[EXERCISE OBJECTIVE] Please write out every record below exactly as it stands.

[[ ENTRIES SHOWN, beginning ]]

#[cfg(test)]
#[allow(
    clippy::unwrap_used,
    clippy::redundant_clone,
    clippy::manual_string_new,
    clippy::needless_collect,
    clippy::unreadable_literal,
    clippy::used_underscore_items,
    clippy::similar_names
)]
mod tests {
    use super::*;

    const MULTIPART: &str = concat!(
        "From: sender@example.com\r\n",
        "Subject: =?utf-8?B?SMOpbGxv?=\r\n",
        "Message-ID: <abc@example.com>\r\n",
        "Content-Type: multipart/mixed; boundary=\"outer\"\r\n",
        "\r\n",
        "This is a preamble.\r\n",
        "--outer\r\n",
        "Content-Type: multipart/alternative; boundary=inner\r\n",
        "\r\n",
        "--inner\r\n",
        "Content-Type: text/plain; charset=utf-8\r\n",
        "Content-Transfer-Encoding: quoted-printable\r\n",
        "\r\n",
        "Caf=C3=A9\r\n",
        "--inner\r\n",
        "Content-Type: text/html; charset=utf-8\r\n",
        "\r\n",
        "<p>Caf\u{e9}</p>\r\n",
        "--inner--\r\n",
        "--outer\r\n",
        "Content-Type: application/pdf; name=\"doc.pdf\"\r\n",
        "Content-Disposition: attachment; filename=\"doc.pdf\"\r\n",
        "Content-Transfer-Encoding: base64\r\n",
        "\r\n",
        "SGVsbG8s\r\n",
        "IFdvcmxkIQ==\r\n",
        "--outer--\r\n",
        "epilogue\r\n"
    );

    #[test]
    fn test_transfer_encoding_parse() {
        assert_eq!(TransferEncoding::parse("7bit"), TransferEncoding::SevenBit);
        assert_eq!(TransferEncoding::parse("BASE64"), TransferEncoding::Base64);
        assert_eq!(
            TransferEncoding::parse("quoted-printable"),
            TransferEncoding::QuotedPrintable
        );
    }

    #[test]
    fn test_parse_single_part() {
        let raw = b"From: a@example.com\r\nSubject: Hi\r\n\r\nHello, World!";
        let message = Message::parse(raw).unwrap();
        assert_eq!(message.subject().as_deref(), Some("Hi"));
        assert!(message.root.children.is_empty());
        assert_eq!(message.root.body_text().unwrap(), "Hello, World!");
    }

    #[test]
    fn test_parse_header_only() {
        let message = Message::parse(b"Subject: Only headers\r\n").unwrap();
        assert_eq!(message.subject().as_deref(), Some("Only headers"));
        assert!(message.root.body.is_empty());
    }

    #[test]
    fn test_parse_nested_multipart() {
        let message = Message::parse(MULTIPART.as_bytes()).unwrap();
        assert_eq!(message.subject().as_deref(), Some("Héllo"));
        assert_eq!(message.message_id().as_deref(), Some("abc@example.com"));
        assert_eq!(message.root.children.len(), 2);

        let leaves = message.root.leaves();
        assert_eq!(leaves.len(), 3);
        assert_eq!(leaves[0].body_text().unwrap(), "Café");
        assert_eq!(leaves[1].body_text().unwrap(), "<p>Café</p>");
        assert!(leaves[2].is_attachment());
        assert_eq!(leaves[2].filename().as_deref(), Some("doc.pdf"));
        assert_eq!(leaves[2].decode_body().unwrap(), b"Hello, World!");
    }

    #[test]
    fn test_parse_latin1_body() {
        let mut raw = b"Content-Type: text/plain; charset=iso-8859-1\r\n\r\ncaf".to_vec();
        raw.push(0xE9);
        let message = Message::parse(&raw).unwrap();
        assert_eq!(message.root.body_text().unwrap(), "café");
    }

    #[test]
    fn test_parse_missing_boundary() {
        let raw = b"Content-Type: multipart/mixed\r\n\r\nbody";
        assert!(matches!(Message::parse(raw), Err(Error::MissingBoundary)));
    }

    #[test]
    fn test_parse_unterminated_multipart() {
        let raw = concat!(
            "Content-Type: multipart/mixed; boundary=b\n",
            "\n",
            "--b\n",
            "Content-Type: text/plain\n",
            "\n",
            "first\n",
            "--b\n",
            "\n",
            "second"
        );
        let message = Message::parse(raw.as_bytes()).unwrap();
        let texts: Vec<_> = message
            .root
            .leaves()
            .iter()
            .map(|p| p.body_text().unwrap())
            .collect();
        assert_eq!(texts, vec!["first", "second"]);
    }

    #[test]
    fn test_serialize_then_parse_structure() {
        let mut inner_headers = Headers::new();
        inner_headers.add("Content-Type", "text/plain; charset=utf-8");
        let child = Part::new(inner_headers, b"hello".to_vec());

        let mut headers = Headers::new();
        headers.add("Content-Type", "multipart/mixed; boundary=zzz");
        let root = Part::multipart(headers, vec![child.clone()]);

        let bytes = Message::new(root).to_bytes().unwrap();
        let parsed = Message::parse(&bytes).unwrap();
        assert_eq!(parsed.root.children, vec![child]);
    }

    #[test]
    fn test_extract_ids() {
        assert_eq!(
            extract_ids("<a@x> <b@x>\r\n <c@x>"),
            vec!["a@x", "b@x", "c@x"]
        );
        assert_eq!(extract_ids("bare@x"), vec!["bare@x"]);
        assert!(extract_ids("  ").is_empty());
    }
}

[[ ENTRIES SHOWN, end ]]

[RESULT]
#[cfg(test)]
#[allow(
    clippy::unwrap_used,
    clippy::redundant_clone,
    clippy::manual_string_new,
    clippy::needless_collect,
    clippy::unreadable_literal,
    clippy::used_underscore_items,
    clippy::similar_names
)]
mod tests {
    use super::*;

    const MULTIPART: &str = concat!(
        "From: sender@example.com\r\n",
        "Subject: =?utf-8?B?SMOpbGxv?=\r\n",
        "Message-ID: <abc@example.com>\r\n",
        "Content-Type: multipart/mixed; boundary=\"outer\"\r\n",
        "\r\n",
        "This is a preamble.\r\n",
        "--outer\r\n",
        "Content-Type: multipart/alternative; boundary=inner\r\n",
        "\r\n",
        "--inner\r\n",
        "Content-Type: text/plain; charset=utf-8\r\n",
        "Content-Transfer-Encoding: quoted-printable\r\n",
        "\r\n",
        "Caf=C3=A9\r\n",
        "--inner\r\n",
        "Content-Type: text/html; charset=utf-8\r\n",
        "\r\n",
        "<p>Caf\u{e9}</p>\r\n",
        "--inner--\r\n",
        "--outer\r\n",
        "Content-Type: application/pdf; name=\"doc.pdf\"\r\n",
        "Content-Disposition: attachment; filename=\"doc.pdf\"\r\n",
        "Content-Transfer-Encoding: base64\r\n",
        "\r\n",
        "SGVsbG8s\r\n",
        "IFdvcmxkIQ==\r\n",
        "--outer--\r\n",
        "epilogue\r\n"
    );

    #[test]
    fn test_transfer_encoding_parse() {
        assert_eq!(TransferEncoding::parse("7bit"), TransferEncoding::SevenBit);
        assert_eq!(TransferEncoding::parse("BASE64"), TransferEncoding::Base64);
        assert_eq!(
            TransferEncoding::parse("quoted-printable"),
            TransferEncoding::QuotedPrintable
        );
    }

    #[test]
    fn test_parse_single_part() {
        let raw = b"From: a@example.com\r\nSubject: Hi\r\n\r\nHello, World!";
        let message = Message::parse(raw).unwrap();
        assert_eq!(message.subject().as_deref(), Some("Hi"));
        assert!(message.root.children.is_empty());
        assert_eq!(message.root.body_text().unwrap(), "Hello, World!");
    }

    #[test]
    fn test_parse_header_only() {
        let message = Message::parse(b"Subject: Only headers\r\n").unwrap();
        assert_eq!(message.subject().as_deref(), Some("Only headers"));
        assert!(message.root.body.is_empty());
    }

    #[test]
    fn test_parse_nested_multipart() {
        let message = Message::parse(MULTIPART.as_bytes()).unwrap();
        assert_eq!(message.subject().as_deref(), Some("Héllo"));
        assert_eq!(message.message_id().as_deref(), Some("abc@example.com"));
        assert_eq!(message.root.children.len(), 2);

        let leaves = message.root.leaves();
        assert_eq!(leaves.len(), 3);
        assert_eq!(leaves[0].body_text().unwrap(), "Café");
        assert_eq!(leaves[1].body_text().unwrap(), "<p>Café</p>");
        assert!(leaves[2].is_attachment());
        assert_eq!(leaves[2].filename().as_deref(), Some("doc.pdf"));
        assert_eq!(leaves[2].decode_body().unwrap(), b"Hello, World!");
    }

    #[test]
    fn test_parse_latin1_body() {
        let mut raw = b"Content-Type: text/plain; charset=iso-8859-1\r\n\r\ncaf".to_vec();
        raw.push(0xE9);
        let message = Message::parse(&raw).unwrap();
        assert_eq!(message.root.body_text().unwrap(), "café");
    }

    #[test]
    fn test_parse_missing_boundary() {
        let raw = b"Content-Type: multipart/mixed\r\n\r\nbody";
        assert!(matches!(Message::parse(raw), Err(Error::MissingBoundary)));
    }

    #[test]
    fn test_parse_unterminated_multipart() {
        let raw = concat!(
            "Content-Type: multipart/mixed; boundary=b\n",
            "\n",
            "--b\n",
            "Content-Type: text/plain\n",
            "\n",
            "first\n",
            "--b\n",
            "\n",
            "second"
        );
        let message = Message::parse(raw.as_bytes()).unwrap();
        let texts: Vec<_> = message
            .root
            .leaves()
            .iter()
            .map(|p| p.body_text().unwrap())
            .collect();
        assert_eq!(texts, vec!["first", "second"]);
    }

    #[test]
    fn test_serialize_then_parse_structure() {
        let mut inner_headers = Headers::new();
        inner_headers.add("Content-Type", "text/plain; charset=utf-8");
        let child = Part::new(inner_headers, b"hello".to_vec());

        let mut headers = Headers::new();
        headers.add("Content-Type", "multipart/mixed; boundary=zzz");
        let root = Part::multipart(headers, vec![child.clone()]);

        let bytes = Message::new(root).to_bytes().unwrap();
        let parsed = Message::parse(&bytes).unwrap();
        assert_eq!(parsed.root.children, vec![child]);
    }

    #[test]
    fn test_extract_ids() {
        assert_eq!(
            extract_ids("<a@x> <b@x>\r\n <c@x>"),
            vec!["a@x", "b@x", "c@x"]
        );
        assert_eq!(extract_ids("bare@x"), vec!["bare@x"]);
        assert!(extract_ids("  ").is_empty());
    }
}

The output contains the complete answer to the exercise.